However, years later, in 1974, he and Hackman teamed memorably for Mel Brooks' "Young Frankenstein." I've always wondered if, among their discussions, the subject of "The French Connection" ever came up.

Boyle died in 2006 and, despite the endless reruns of Ray Romano's  wonderful series,  "Everybody Loves Raymond," he is much missed.

An aside: I interviewed Boyle on the Universal lot when he was preparing for his role in James Goldstone's pirate flick, "Swashbuckler."  Boyle was engaging and gossipy and was eager to demonstrate his way with a pirate's cutless, a routine he had been rehearsing that day for Goldstone's film. I never got to ask him about "The French Connection."

Garfield, meanwhile, worked with some of the top director in some of the top films of the era - Francis Ford Coppola's "The Conversation" and Billy Wilder's "The Front Page" (both released in 1974), Robert Altman's "Nashville" (1975) and Peter Yates' "Mother, Jugs and Speed" (1976), among many others.  When his father died, Garfield reverted back to his birth name, Allen Goorwitz, as a tribute, beginning in 1978 for the aforementioned "The Brinks Job," and retained that billing for five years.

He suffered a massive stroke in 2004 and, according to IMDb, has lived in a Motion Picture & Television Fund long-term nursing home ever since.

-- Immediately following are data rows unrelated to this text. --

use axum::Json;
use serde::Serialize;
use utoipa::ToSchema;

#[derive(Serialize, ToSchema)]
pub struct HealthResponse {
    pub status: &'static str,
}

#[utoipa::path(
    get,
    path = "/health",
    tag = "health",
    responses(
        (status = 200, description = "Service is up", body = HealthResponse)
    )
)]
pub async fn health() -> Json<HealthResponse> {
    Json(HealthResponse { status: "ok" })
}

Note in Passing: "The Comedian," the new Taylor Hackford film with Robert DeNiro as a stand-up comic attempting a comeback in an alien new era, is highly reminiscent of Avildsen's early work.  This movie, also based in New York, looks and feels as it might have been made in 1970.

Sunday, February 12, 2017

what about cary?

We've reached that time of year when thoughts turn to everything Oscar, including the usual, interchangeable stories about the greats who have been slighted.  Alfred Hitchcock's name is the one most invoked.

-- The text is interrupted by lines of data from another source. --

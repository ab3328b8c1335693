use tracing_subscriber::{fmt, EnvFilter};
use vodflow_core::Config;

/// Initialize structured logging. Production (or `LOG_FORMAT=json`) gets JSON
/// lines; everything else gets the human-readable format. `RUST_LOG` overrides
/// the default filter.
pub fn init(config: &Config) {
    let filter = EnvFilter::try_from_default_env()
        .unwrap_or_else(|_| EnvFilter::new("info,sqlx=warn,hyper=warn"));

    let json = config.is_production()
        || std::env::var("LOG_FORMAT")
            .map(|v| v.eq_ignore_ascii_case("json"))
            .unwrap_or(false);

    if json {
        fmt()
            .with_env_filter(filter)
            .json()
            .with_current_span(false)
            .init();
    } else {
        fmt().with_env_filter(filter).init();
    }
}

Rarely mentioned is Cary Grant for his star performance in Hithcock's "North by Northwest," the titanic supporting structure of that classic.

Eva Marie Saint and Martin Landau, the two major surviving members of the "North by Northwest" company, have participated in several Q-&-As about the 1959 film in recent years and the major focus of their discussions is invariably - and not surprisingly - its legendary director.

Makes sense, right?  Hitchcock, my favorite filmmaker (hands-down), is inarguably the auteur of "North by Northwest."  But wait!  Hold on.
 
His star is clearly his equal - much more so than any other actor or actress who has appeared in a Hitchcock film. Cary Grant is an invaluable, indispensable element  of "North by Northwest" as public relations mogul Roger O. Thornhill ("The O. stands for nothing"), aka "George Kaplan."

It's never been observed but, except for one brief sequence, Grant is in every scene, nearly every frame, of "North by Northwest," starting with the opening he shares with Doreen Lang (playing his secretary) and ending with the upper-berth clinch with Saint. Every scene but ... one.  Any guesses which one.  (See note below for the answer.)

Anyway, it's a towering, neglected performance that should shame the self-important Academy of Motion Picture Arts and Sciences (talk about a mouthful) which, almost thoughtlessly (and recklessly), hands its much-coveted golden statues to lesser performances that fade quickly.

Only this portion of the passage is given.